With regard to mode of trial, Coburn had a constitutional and statutory right to a jury trial as to both types of sex offenses because they are felonies for which imprisonment of more than 6 months is authorized. See Kansas Constitution Bill of Rights § 5; K.S.A. 22-3403; City of Wichita v. Bannon, 37 Kan. App. 2d 522, 525, 154 P.3d 1170 (2007).

The same kind of evidence–testimonial, documentary, direct and circumstantial–was presented at trial by the State and Coburn regarding both types of sex offenses. Of particular significance, the State presented seven witnesses–S.W., J.W., Rose Coburn, C.W. (the girls' mother), K.F. and L.C. (girlfriends of S.W. and J.W.), and Kansas City, Kansas Police Captain Alexander Krump–who provided testimony about both the sexual exploitation charge and the aggravated indecent liberties charges. Our Supreme Court has noted common witnesses in upholding denial of severance claims when a witness provided testimony to prove multiple offenses joined in one charging document. See Gaither, 283 Kan. at 687 (one common witness); State v. Barksdale, 266 Kan. 498, 508-10, 973 P.2d 165 (1999) (one common witness). Finally, Coburn testified on his own behalf denying any culpability for any of the sex offenses.

With regard to the same kind of punishment, the legislature has established significant penalties of incarceration for both sexual exploitation of a child (severity level 5 person felony) and aggravated indecent liberties with a child under 14 years of age (severity level 3 person felony). K.S.A. 1998 Supp. 21-3516(c); K.S.A. 21-3504(c).

In summary, my de novo review of the elements of proof for the sexual exploitation charge and aggravated indecent liberties charges, the case facts establishing those elements of proof, and the related considerations of mode of trial, kind of evidence, and the kind of punishment, convince me that "the district court properly concluded that a condition precedent had been met." Gaither, 283 Kan. 671, Syl. ¶ 4. In other words, the crimes of sexual exploitation of a child and aggravated indecent liberties with a child committed by Coburn were of the same or similar character to be joined under K.S.A. 22-3202(1).

Prejudice Analysis

I have two concerns regarding the majority's holding that the trial court abused its discretion because Coburn was prejudiced by the trial court's denial of severance. First, my colleagues have blurred our Supreme Court's long-standing rules of prejudice analysis in severance cases. Second, my review of the record convinces me that Coburn has failed to prove sufficient prejudice to merit reversible error.

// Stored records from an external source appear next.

//! Request/response correlation
//!
//! Callers that need a broker acknowledgement register a key, send their
//! packet and then wait on the returned [`PendingResponse`]. The listener
//! task fulfills keys as acknowledgements arrive. Every registration is
//! resolved exactly once: by the matching response, by timeout, or by
//! [`RequestTable::fail_all`] when the connection goes away.
//!
//! Two maps are kept: one keyed by packet identifier (PUBACK, SUBACK) and
//! one keyed by control packet type for responses that carry no
//! identifier (CONNACK, PINGRESP).

use super::lock;
use crate::error::MqttError;
use crate::protocol::{Packet, PacketType};
use std::collections::HashMap;
use std::sync::atomic::{AtomicBool, AtomicU16, AtomicU64, Ordering};
use std::sync::{Arc, Mutex};
use std::time::Duration;
use tokio::sync::oneshot;
use tracing::{debug, warn};

/// Highest packet identifier handed out; 0 is never used
pub const MAX_PACKET_ID: u16 = 32_767;

/// How a response is matched to its request
#[derive(Debug, Clone, Copy, PartialEq, Eq, Hash)]
pub enum CorrelationKey {
    PacketId(u16),
    PacketType(PacketType),
}

type Outcome = Result<Packet, MqttError>;

struct Slot {
    token: u64,
    expects: PacketType,
    sender: oneshot::Sender<Outcome>,
}

/// Thread-safe table of in-flight requests
#[derive(Default)]
pub struct RequestTable {
    by_id: Mutex<HashMap<u16, Slot>>,
    by_type: Mutex<HashMap<PacketType, Slot>>,
    next_token: AtomicU64,
    closed: AtomicBool,
}

impl RequestTable {
    pub fn new() -> Arc<Self> {
        Arc::new(Self::default())
    }

    /// Register interest in a `expects` packet matched by `key`.
    ///
    /// Fails without touching the existing entry if `key` is already live.
    pub fn register(
        self: &Arc<Self>,
        key: CorrelationKey,
        expects: PacketType,
    ) -> Result<PendingResponse, MqttError> {
        if self.closed.load(Ordering::SeqCst) {
            return Err(MqttError::ShuttingDown);
        }

        let token = self.next_token.fetch_add(1, Ordering::Relaxed);
        let (sender, receiver) = oneshot::channel();
        let slot = Slot {
            token,
            expects,
            sender,
        };

        match key {
            CorrelationKey::PacketId(id) => {
                let mut map = lock(&self.by_id);
                if map.contains_key(&id) {
                    return Err(MqttError::PacketIdInUse(id));
                }
                map.insert(id, slot);
            }
            CorrelationKey::PacketType(packet_type) => {
                let mut map = lock(&self.by_type);
                if map.contains_key(&packet_type) {
                    return Err(MqttError::RequestTypeInUse(packet_type));
                }
                map.insert(packet_type, slot);
            }
        }

        Ok(PendingResponse {
            key,
            expects,
            token,
            receiver,
            table: Arc::clone(self),
        })
    }

    /// Deliver `packet` to whoever waits on `key`.
    ///
    /// Returns false when nobody does (e.g. an ack for a request that timed
    /// out or belonged to a previous connection); the packet is dropped.
    pub fn fulfill(&self, key: CorrelationKey, packet: Packet) -> bool {
        let slot = match key {
            CorrelationKey::PacketId(id) => take_matching(&mut lock(&self.by_id), &id, &packet),
            CorrelationKey::PacketType(packet_type) => {
                take_matching(&mut lock(&self.by_type), &packet_type, &packet)
            }
        };

        match slot {
            Some(slot) => slot.sender.send(Ok(packet)).is_ok(),
            None => {
                debug!(target: "mqtt_transport", "No waiter for {:?}, dropping {:?}", key, packet.packet_type());
                false
            }
        }
    }

    /// Resolve every live entry with an error built by `outcome`
    pub fn fail_all(&self, outcome: impl Fn() -> MqttError) -> usize {
        let by_id: Vec<Slot> = lock(&self.by_id).drain().map(|(_, slot)| slot).collect();
        let by_type: Vec<Slot> = lock(&self.by_type).drain().map(|(_, slot)| slot).collect();

        let count = by_id.len() + by_type.len();
        for slot in by_id.into_iter().chain(by_type) {
            let _ = slot.sender.send(Err(outcome()));
        }
        if count > 0 {
            debug!(target: "mqtt_transport", "Failed {} pending request(s)", count);
        }
        count
    }

    /// Refuse new registrations and wake every waiter with `ShuttingDown`
    pub fn close(&self) -> usize {
        self.closed.store(true, Ordering::SeqCst);
        self.fail_all(|| MqttError::ShuttingDown)
    }

    pub fn is_closed(&self) -> bool {
        self.closed.load(Ordering::SeqCst)
    }

    pub fn pending_count(&self) -> usize {
        lock(&self.by_id).len() + lock(&self.by_type).len()
    }

    fn remove(&self, key: CorrelationKey, token: u64) {
        match key {
            CorrelationKey::PacketId(id) => remove_if_owned(&mut lock(&self.by_id), &id, token),
            CorrelationKey::PacketType(packet_type) => {
                remove_if_owned(&mut lock(&self.by_type), &packet_type, token)
            }
        }
    }
}

/// Handle held by the requesting task; dropping it unregisters the key
pub struct PendingResponse {
    key: CorrelationKey,
    expects: PacketType,
    token: u64,
    receiver: oneshot::Receiver<Outcome>,
    table: Arc<RequestTable>,
}

impl PendingResponse {
    pub fn key(&self) -> CorrelationKey {
        self.key
    }

    /// Wait for the response, giving up after `timeout`
    pub async fn wait(mut self, timeout: Duration) -> Result<Packet, MqttError> {
        match tokio::time::timeout(timeout, &mut self.receiver).await {
            Ok(Ok(outcome)) => outcome,
            // Sender dropped without an answer
            Ok(Err(_)) => Err(MqttError::ConnectionLost),
            Err(_) => {
                warn!(target: "mqtt_transport", "Timed out waiting for {:?} ({:?})", self.expects, self.key);
                Err(MqttError::timeout(self.expects))
            }
        }
    }
}

impl Drop for PendingResponse {
    fn drop(&mut self) {
        self.table.remove(self.key, self.token);
    }
}

/// Allocates packet identifiers 1..=MAX_PACKET_ID, wrapping and skipping 0
#[derive(Debug)]
pub struct PacketIdAllocator {
    next: AtomicU16,
}

impl Default for PacketIdAllocator {
    fn default() -> Self {
        Self {
            next: AtomicU16::new(1),
        }
    }
}

impl PacketIdAllocator {
    pub fn next_id(&self) -> u16 {
        self.next
            .fetch_update(Ordering::SeqCst, Ordering::SeqCst, |id| {
                Some(if id >= MAX_PACKET_ID { 1 } else { id + 1 })
            })
            .unwrap_or(1)
    }
}

fn take_matching<K: std::hash::Hash + Eq>(
    map: &mut HashMap<K, Slot>,
    key: &K,
    packet: &Packet,
) -> Option<Slot> {
    match map.get(key) {
        Some(slot) if slot.expects == packet.packet_type() => map.remove(key),
        Some(slot) => {
            warn!(
                target: "mqtt_transport",
                "Got {:?} for a request expecting {:?}, ignoring",
                packet.packet_type(),
                slot.expects
            );
            None
        }
        None => None,
    }
}

fn remove_if_owned<K: std::hash::Hash + Eq>(map: &mut HashMap<K, Slot>, key: &K, token: u64) {
    if map.get(key).is_some_and(|slot| slot.token == token) {
        map.remove(key);
    }
}

#[cfg(test)]
mod tests {
    use super::*;
    use crate::protocol::{ConnAck, ConnectReturnCode};

    fn puback(packet_id: u16) -> Packet {
        Packet::PubAck { packet_id }
    }

    #[tokio::test]
    async fn test_fulfill_wakes_waiter() {
        let table = RequestTable::new();
        let pending = table
            .register(CorrelationKey::PacketId(5), PacketType::PubAck)
            .unwrap();

        assert!(table.fulfill(CorrelationKey::PacketId(5), puback(5)));
        let response = pending.wait(Duration::from_secs(1)).await.unwrap();
        assert_eq!(response, puback(5));
        assert_eq!(table.pending_count(), 0);
    }

    #[tokio::test]
    async fn test_response_before_wait_is_kept() {
        let table = RequestTable::new();
        let pending = table
            .register(CorrelationKey::PacketType(PacketType::PingResp), PacketType::PingResp)
            .unwrap();
        assert!(table.fulfill(
            CorrelationKey::PacketType(PacketType::PingResp),
            Packet::PingResp
        ));

        assert_eq!(
            pending.wait(Duration::from_millis(10)).await.unwrap(),
            Packet::PingResp
        );
    }

    #[tokio::test]
    async fn test_duplicate_registration_fails_without_corrupting_first() {
        let table = RequestTable::new();
        let first = table
            .register(CorrelationKey::PacketId(9), PacketType::PubAck)
            .unwrap();

        let second = table.register(CorrelationKey::PacketId(9), PacketType::PubAck);
        assert!(matches!(second, Err(MqttError::PacketIdInUse(9))));
        assert_eq!(table.pending_count(), 1);

        assert!(table.fulfill(CorrelationKey::PacketId(9), puback(9)));
        assert_eq!(first.wait(Duration::from_secs(1)).await.unwrap(), puback(9));
    }

    #[tokio::test]
    async fn test_duplicate_type_registration_fails() {
        let table = RequestTable::new();
        let _first = table
            .register(CorrelationKey::PacketType(PacketType::ConnAck), PacketType::ConnAck)
            .unwrap();
        assert!(matches!(
            table.register(CorrelationKey::PacketType(PacketType::ConnAck), PacketType::ConnAck),
            Err(MqttError::RequestTypeInUse(PacketType::ConnAck))
        ));
    }

    #[tokio::test]
    async fn test_timeout_frees_key() {
        let table = RequestTable::new();
        let pending = table
            .register(CorrelationKey::PacketId(1), PacketType::PubAck)
            .unwrap();

        let result = pending.wait(Duration::from_millis(20)).await;
        assert!(matches!(
            result,
            Err(MqttError::Timeout {
                waiting_for: PacketType::PubAck
            })
        ));
        assert_eq!(table.pending_count(), 0);

        // Late ack is dropped, the key is reusable
        assert!(!table.fulfill(CorrelationKey::PacketId(1), puback(1)));
        assert!(table
            .register(CorrelationKey::PacketId(1), PacketType::PubAck)
            .is_ok());
    }

    #[tokio::test]
    async fn test_unknown_key_is_dropped() {
        let table = RequestTable::new();
        assert!(!table.fulfill(CorrelationKey::PacketId(77), puback(77)));
    }

    #[tokio::test]
    async fn test_mismatched_packet_type_is_ignored() {
        let table = RequestTable::new();
        let pending = table
            .register(CorrelationKey::PacketId(3), PacketType::SubAck)
            .unwrap();

        assert!(!table.fulfill(CorrelationKey::PacketId(3), puback(3)));
        assert_eq!(table.pending_count(), 1);
        drop(pending);
        assert_eq!(table.pending_count(), 0);
    }

    #[tokio::test]
    async fn test_fail_all_wakes_every_waiter() {
        let table = RequestTable::new();
        let a = table
            .register(CorrelationKey::PacketId(1), PacketType::PubAck)
            .unwrap();
        let b = table
            .register(CorrelationKey::PacketType(PacketType::PingResp), PacketType::PingResp)
            .unwrap();

        assert_eq!(table.fail_all(|| MqttError::ConnectionLost), 2);
        assert!(matches!(
            a.wait(Duration::from_secs(5)).await,
            Err(MqttError::ConnectionLost)
        ));
        assert!(matches!(
            b.wait(Duration::from_secs(5)).await,
            Err(MqttError::ConnectionLost)
        ));
        assert_eq!(table.pending_count(), 0);
    }

    #[tokio::test]
    async fn test_stale_handle_does_not_remove_new_entry() {
        let table = RequestTable::new();
        let stale = table
            .register(CorrelationKey::PacketId(4), PacketType::PubAck)
            .unwrap();
        table.fail_all(|| MqttError::ConnectionLost);

        let fresh = table
            .register(CorrelationKey::PacketId(4), PacketType::PubAck)
            .unwrap();
        drop(stale);
        assert_eq!(table.pending_count(), 1, "fresh entry must survive");

        assert!(table.fulfill(CorrelationKey::PacketId(4), puback(4)));
        assert_eq!(fresh.wait(Duration::from_secs(1)).await.unwrap(), puback(4));
    }

    #[tokio::test]
    async fn test_close_rejects_new_registrations() {
        let table = RequestTable::new();
        let pending = table
            .register(CorrelationKey::PacketType(PacketType::ConnAck), PacketType::ConnAck)
            .unwrap();

        assert_eq!(table.close(), 1);
        assert!(table.is_closed());
        assert!(matches!(
            pending.wait(Duration::from_secs(5)).await,
            Err(MqttError::ShuttingDown)
        ));
        assert!(matches!(
            table.register(CorrelationKey::PacketId(1), PacketType::PubAck),
            Err(MqttError::ShuttingDown)
        ));
    }

    #[tokio::test(flavor = "multi_thread", worker_threads = 4)]
    async fn test_no_cross_talk_under_interleaved_delivery() {
        let table = RequestTable::new();
        let mut waiters = Vec::new();

        for id in 1..=200u16 {
            let pending = table
                .register(CorrelationKey::PacketId(id), PacketType::PubAck)
                .unwrap();
            waiters.push(tokio::spawn(async move {
                let response = pending.wait(Duration::from_secs(5)).await.unwrap();
                (id, response)
            }));
        }

        // Deliver in reverse, interleaved with unrelated type-keyed traffic
        let deliverer = {
            let table = Arc::clone(&table);
            tokio::spawn(async move {
                for id in (1..=200u16).rev() {
                    assert!(table.fulfill(CorrelationKey::PacketId(id), puback(id)));
                    table.fulfill(
                        CorrelationKey::PacketType(PacketType::ConnAck),
                        Packet::ConnAck(ConnAck {
                            session_present: false,
                            code: ConnectReturnCode::Accepted,
                        }),
                    );
                    tokio::task::yield_now().await;
                }
            })
        };

        for waiter in waiters {
            let (id, response) = waiter.await.unwrap();
            assert_eq!(response, puback(id), "waiter {id} got someone else's ack");
        }
        deliverer.await.unwrap();
        assert_eq!(table.pending_count(), 0);
    }

    #[test]
    fn test_packet_ids_wrap_and_skip_zero() {
        let allocator = PacketIdAllocator::default();
        assert_eq!(allocator.next_id(), 1);
        assert_eq!(allocator.next_id(), 2);

        let allocator = PacketIdAllocator {
            next: AtomicU16::new(MAX_PACKET_ID - 1),
        };
        assert_eq!(allocator.next_id(), MAX_PACKET_ID - 1);
        assert_eq!(allocator.next_id(), MAX_PACKET_ID);
        assert_eq!(allocator.next_id(), 1);
    }

    #[test]
    fn test_packet_ids_stay_in_range() {
        let allocator = PacketIdAllocator::default();
        for _ in 0..70_000 {
            let id = allocator.next_id();
            assert!((1..=MAX_PACKET_ID).contains(&id));
        }
    }
}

My colleagues posit that "when the misjoinder of charges has occurred, some prejudice almost always results. In other words, when joinder is improper, some prejudice is shown from the very fact of the joinder." Slip op. at 24. This is a new statement of law, without precedent in Kansas, that is not helpful to an analysis of whether Coburn has met his burden of proving reversible error. As the majority ultimately concedes, Bunyard establishes the standard that "error due to misjoinder requires reversal only if the error had a 'substantial and injurious effect or influence in determining the jury's verdict.'" 281 Kan. at 402 (quoting United States v. Lane, 474 U.S. 438, 449, 8 L. Ed. 2d 814, 106 S. Ct. 725 [1986]).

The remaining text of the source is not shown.